My hope for music in particular is for community music-making to be available to all from an early age and at the grassroots level. Stemming from this is recognition on all fronts that music is a worthwhile, and essential profession, one that, considering the amount of pleasure it gives everyone, deserves to be rewarded properly. I would also like to see the standard of our music institutions rise to the point where to be known as a musician from Singapore comes with a stamp of approval. There is no reason why our musicians should not become ambassadors for Singapore in orchestras around the word.
Emily Koh, 33, composer
I hope that the arts in Singapore will be more diverse. There needs to be art that is beautiful, art that is difficult to digest, art that says the things nobody wants to hear, art that is wholesome, and more. The wider the variety, the more opportunities we have, to engage people, bring them in, and enrich their lives. I also hope that artists will be respected, supported and encouraged on the same level as our STEM (science, technology, engineering and mathematics) counterparts, and that society in general will embrace spontaneity and chaos more readily, and in turn, lead more creative lives.
Gabriel Chan, 35, lighting designer
We are a multi-faceted society and our arts should reflect that diversity. I hope for the arts in Singapore to be as cosmopolitan as it is of the heartland, and as inspiring as it creates empathy. If our arts can capture these perspectives, it gives us insight to understand others better. In the same vein, I hope the arts will continue to inspire both our young and old, as well as people with accessibility challenges or special needs. Last but not least, my hope for local artists is that we continue creating works that resonate back home while setting sights on bringing them to the global stage.
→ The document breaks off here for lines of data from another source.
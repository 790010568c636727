//! Simulation controller.

use std::collections::HashSet;
use std::sync::Arc;
use std::thread;
use std::time::{Duration, Instant};

use rand::rngs::StdRng;
use rand::{Rng, SeedableRng};
use tracing::{debug, info, warn};

use concord_common::{
    as_millis, constants, remaining, ContextId, CoordinationError, FailureReason,
};
use concord_coordinator::{
    Coordination, CoordinationMgr, Coordinator, EngineConfig, MetricsSnapshot, ParticipantRef,
};
use concord_participant::EventLog;

use crate::metrics::{IterationOutcome, SimulationMetrics};
use crate::resource::{ResourceFactory, SimulatedResource};
use crate::scenario::Scenario;

/// Upper bound on termination polls for an expiring coordination.
const MAX_TERMINATION_POLLS: usize = 500;

/// What a worker does with one iteration's coordinations.
#[derive(Debug, Clone, Copy, PartialEq, Eq)]
enum Plan {
    End,
    Fail,
    Expire,
}

/// Result of a simulation run.
#[derive(Debug)]
pub struct SimulationReport {
    /// Scenario name.
    pub scenario: String,
    /// Seed the workers derived their generators from.
    pub seed: u64,
    /// Per-iteration outcomes.
    pub metrics: SimulationMetrics,
    /// Engine counters after the run.
    pub engine: MetricsSnapshot,
    /// Engine metrics in Prometheus text format.
    pub prometheus: String,
    /// Wall-clock duration of the run.
    pub elapsed: Duration,
    /// Broken engine guarantees observed after the run.
    pub violations: Vec<String>,
}

/// Controls the simulation.
pub struct SimulationController {
    /// Scenario being run.
    scenario: Scenario,
    /// Base seed for the worker generators.
    seed: u64,
    /// Engine under test.
    manager: Arc<CoordinationMgr>,
    /// Shared resource pool.
    resources: Vec<Arc<SimulatedResource>>,
    /// Notifications delivered to the pool.
    log: EventLog,
}

impl SimulationController {
    /// Create a controller and its engine.
    pub fn new(scenario: Scenario, mut config: EngineConfig, seed: Option<u64>) -> anyhow::Result<Self> {
        scenario.validate()?;

        config.lock_config.acquire_timeout = (scenario.lock_timeout_ms > 0)
            .then(|| Duration::from_millis(scenario.lock_timeout_ms));
        let manager = CoordinationMgr::new(config)?;

        let seed = seed.unwrap_or_else(rand::random);
        let log = EventLog::new();
        let resources =
            ResourceFactory::create_resources(scenario.resources, scenario.faulty_resources, &log);

        info!(
            scenario = %scenario.name,
            workers = scenario.workers,
            resources = resources.len(),
            seed,
            "Simulation initialized"
        );

        Ok(Self {
            scenario,
            seed,
            manager,
            resources,
            log,
        })
    }

    /// Run every worker to completion.
    pub async fn run(&self) -> anyhow::Result<SimulationReport> {
        info!(
            "Running scenario: {} - {}",
            self.scenario.name, self.scenario.description
        );
        let started = Instant::now();

        let handles = (0..self.scenario.workers).map(|id| {
            let worker = Worker {
                id,
                scenario: self.scenario.clone(),
                manager: self.manager.clone(),
                resources: self.resources.clone(),
                rng: StdRng::seed_from_u64(self.seed.wrapping_add(id as u64)),
            };
            tokio::task::spawn_blocking(move || worker.run())
        });

        let mut metrics = SimulationMetrics::new();
        for result in futures::future::join_all(handles).await {
            metrics.merge(&result??);
        }
        let elapsed = started.elapsed();

        let violations = self.check_invariants();
        for violation in &violations {
            warn!(violation = %violation, "Engine guarantee violated");
        }

        let engine = self.manager.metrics();
        Ok(SimulationReport {
            scenario: self.scenario.name.clone(),
            seed: self.seed,
            metrics,
            engine: engine.snapshot(),
            prometheus: engine.to_prometheus(),
            elapsed,
            violations,
        })
    }

    /// Stop the engine.
    pub fn shutdown(&self) {
        self.manager.shutdown();
    }

    /// Resources whose callbacks ran, with (ended, failed) counts.
    pub fn resource_usage(&self) -> Vec<(String, u64, u64)> {
        self.resources
            .iter()
            .map(|r| (r.id.clone(), r.ended_count(), r.failed_count()))
            .filter(|(_, ended, failed)| ended + failed > 0)
            .collect()
    }

    fn check_invariants(&self) -> Vec<String> {
        let mut violations = Vec::new();

        let mut seen = HashSet::new();
        for event in self.log.snapshot() {
            if !seen.insert((event.coordination, event.participant.clone())) {
                violations.push(format!(
                    "{} notified more than once by coordination {}",
                    event.participant, event.coordination
                ));
            }
        }

        for resource in &self.resources {
            let participant: ParticipantRef = resource.clone();
            if let Some(holder) = self.manager.participant_holder(&participant) {
                violations.push(format!("{} still held by coordination {}", resource.id, holder));
            }
        }

        let live = self.manager.coordinations();
        if !live.is_empty() {
            violations.push(format!("{} coordinations still live", live.len()));
        }

        violations
    }
}

/// One simulated thread-of-control.
struct Worker {
    id: usize,
    scenario: Scenario,
    manager: Arc<CoordinationMgr>,
    resources: Vec<Arc<SimulatedResource>>,
    rng: StdRng,
}

impl Worker {
    fn run(mut self) -> anyhow::Result<SimulationMetrics> {
        let ctx = ContextId::new(self.id as u32 + 1);
        let coordinator = self.manager.coordinator(format!("worker-{}", self.id));
        let mut metrics = SimulationMetrics::new();

        for iteration in 0..self.scenario.iterations {
            let started = Instant::now();
            let outcome = self.iteration(&coordinator, ctx, iteration)?;
            drain(&coordinator, ctx);
            metrics.record(outcome, as_millis(started.elapsed()));
        }

        debug!(worker = self.id, "Worker finished");
        Ok(metrics)
    }

    fn iteration(
        &mut self,
        coordinator: &Coordinator,
        ctx: ContextId,
        iteration: usize,
    ) -> anyhow::Result<IterationOutcome> {
        let plan = self.plan();
        let depth = self.scenario.nesting_depth;

        let mut levels = Vec::with_capacity(depth);
        for level in 0..depth {
            let timeout_ms = if plan == Plan::Expire && level + 1 == depth {
                i64::try_from(self.scenario.timeout_ms)?
            } else {
                0
            };
            let name = format!("sim.w{}.i{}.l{}", self.id, iteration, level);
            levels.push(coordinator.begin(ctx, &name, timeout_ms)?);
        }
        let outer = levels[0].clone();
        let innermost = levels[depth - 1].clone();

        let picks = self.pick_resources();
        let per_level = picks.len().div_ceil(depth).max(1);
        for (i, participant) in picks.into_iter().enumerate() {
            let level = (i / per_level).min(depth - 1);
            if let Err(e) = levels[level].add_participant(participant) {
                debug!(worker = self.id, iteration, code = e.error_code(), error = %e, "Enrollment refused");
                innermost.fail(FailureReason::application(format!("enrollment refused: {e}")));
                end_logged(&outer, ctx);
                return Ok(if is_timed_out(&innermost) {
                    IterationOutcome::TimedOut
                } else {
                    IterationOutcome::Rejected
                });
            }
        }

        let hold = Duration::from_millis(self.scenario.hold_ms);
        match plan {
            Plan::End => thread::sleep(hold),
            Plan::Fail => {
                thread::sleep(hold);
                coordinator.fail(ctx, FailureReason::application("simulated abort"));
            }
            Plan::Expire => {
                if let Some(deadline) = innermost.deadline() {
                    thread::sleep(remaining(deadline));
                }
                await_termination(&innermost)?;
            }
        }

        Ok(classify(outer.end(ctx), &innermost))
    }

    fn plan(&mut self) -> Plan {
        let roll: f64 = self.rng.gen();
        if roll < self.scenario.fail_probability {
            Plan::Fail
        } else if roll < self.scenario.fail_probability + self.scenario.timeout_probability {
            Plan::Expire
        } else {
            Plan::End
        }
    }

    fn pick_resources(&mut self) -> Vec<ParticipantRef> {
        let mut picks = rand::seq::index::sample(
            &mut self.rng,
            self.resources.len(),
            self.scenario.participants_per_iteration,
        )
        .into_vec();
        if self.scenario.ordered_acquisition {
            picks.sort_unstable();
        }

        picks
            .into_iter()
            .map(|i| -> ParticipantRef { self.resources[i].clone() })
            .collect()
    }
}

fn is_timed_out(coordination: &Coordination) -> bool {
    coordination.failure().is_some_and(|r| r.is_timeout())
}

fn classify(result: Result<(), CoordinationError>, innermost: &Coordination) -> IterationOutcome {
    match result {
        Ok(()) => IterationOutcome::Ended,
        Err(CoordinationError::PartiallyEnded { .. }) => IterationOutcome::PartiallyEnded,
        Err(_) if is_timed_out(innermost) => IterationOutcome::TimedOut,
        Err(_) => IterationOutcome::Failed,
    }
}

fn await_termination(coordination: &Coordination) -> anyhow::Result<()> {
    let tick = i64::try_from(as_millis(constants::poll_interval()))?;
    for _ in 0..MAX_TERMINATION_POLLS {
        if coordination.join(tick)? {
            return Ok(());
        }
    }
    anyhow::bail!("coordination {} did not reach a final state", coordination.id())
}

/// End `coordination`, logging errors other than its terminal outcome.
///
/// Returns the unexpected error, if any.
fn end_logged(coordination: &Coordination, ctx: ContextId) -> Option<CoordinationError> {
    match coordination.end(ctx) {
        Err(e) if !e.is_terminal_signal() => {
            warn!(coordination_id = %coordination.id(), error = %e, "Could not end coordination");
            Some(e)
        }
        _ => None,
    }
}

/// End whatever an aborted iteration left on the stack of `ctx`.
fn drain(coordinator: &Coordinator, ctx: ContextId) {
    while let Ok(leftover) = coordinator.pop(ctx) {
        if end_logged(&leftover, ctx).is_none() {
            debug!(coordination_id = %leftover.id(), "Drained coordination");
        }
    }
}

#[cfg(test)]
mod tests {
    use super::*;

    fn small(name: &str) -> Scenario {
        Scenario {
            workers: 3,
            iterations: 12,
            hold_ms: 1,
            timeout_ms: 10,
            ..Scenario::load(name).unwrap()
        }
    }

    #[test]
    fn test_end_logged_reports_only_unexpected_errors() {
        let manager = CoordinationMgr::new(EngineConfig::default()).unwrap();
        let coordinator = manager.coordinator("worker-test");
        let ctx = ContextId::new(1);

        let pinned = coordinator.begin(ctx, "pinned", 0).unwrap();
        assert!(matches!(
            end_logged(&pinned, ContextId::new(2)),
            Some(CoordinationError::WrongThread { .. })
        ));

        pinned.fail(FailureReason::application("abort"));
        assert!(end_logged(&pinned, ctx).is_none());
        assert!(end_logged(&pinned, ctx).is_none());
        assert!(coordinator.peek(ctx).is_none());
    }

    #[tokio::test]
    async fn test_contention_keeps_guarantees() {
        let scenario = small("contention");
        let controller =
            SimulationController::new(scenario, EngineConfig::default(), Some(7)).unwrap();

        let report = controller.run().await.unwrap();

        assert_eq!(report.metrics.total_iterations, 36);
        assert!(report.violations.is_empty(), "{:?}", report.violations);
        assert_eq!(report.engine.coordinations_active, 0);
        controller.shutdown();
    }

    #[tokio::test]
    async fn test_timeouts_are_counted() {
        let scenario = Scenario {
            timeout_probability: 1.0,
            ..small("timeouts")
        };
        let controller =
            SimulationController::new(scenario, EngineConfig::default(), Some(11)).unwrap();

        let report = controller.run().await.unwrap();

        assert_eq!(report.metrics.timed_out, 36);
        assert_eq!(report.engine.coordinations_timed_out, 36);
        assert!(report.violations.is_empty(), "{:?}", report.violations);
    }

    #[tokio::test]
    async fn test_nested_and_faulty_resources() {
        let scenario = Scenario {
            faulty_resources: 24,
            fail_probability: 0.0,
            ..small("nested")
        };
        let controller =
            SimulationController::new(scenario, EngineConfig::default(), Some(3)).unwrap();

        let report = controller.run().await.unwrap();

        // Every resource is faulty, so no iteration ends cleanly.
        assert_eq!(report.metrics.ended, 0);
        assert_eq!(
            report.metrics.partially_ended + report.metrics.failed,
            report.metrics.total_iterations
        );
        assert!(report.violations.is_empty(), "{:?}", report.violations);
        assert!(report.prometheus.contains("concord_coordinations_created"));
        assert!(!controller.resource_usage().is_empty());
    }
}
He Shuming, 34, film director
As artists in Singapore, I hope we can continue to create works that respond to the world we live in; works that challenge and ask questions, with an audience that is unafraid to think and engage. The arts create opportunities for dialogue that help us be more conscious of the world we want to live in.
Tan Wei Keong, 35, animation artist
Art is a way of understanding the different ways in which we experience the world and I think it is important for us to grow an audience that is empathetic and compassionate towards diverse communities who have different world views. I hope the arts in Singapore will grow to be more inclusive by showing more diversity and representation in film and animation. In order to reach a wider audience, we must first allow the freedom to create. There is a lot of room for expression and experimentation in animation, and filmmakers can captivate audiences with bold and unconventional stories that connect universally.
Weixin Quek Chong, 31, visual artist
My hope is for a scene diverse in voices, artists and audiences, in which counterpoints and alternatives to institutional channels can be allowed to flourish alongside them. This is necessary for a healthy and vibrant local arts ecosystem. For example, when statistics-based results are wanted too fast from supported projects, things often don’t get to reach their potential. Nurturing creatives is a much more organic process; real fruits can be harvested when a plant matures.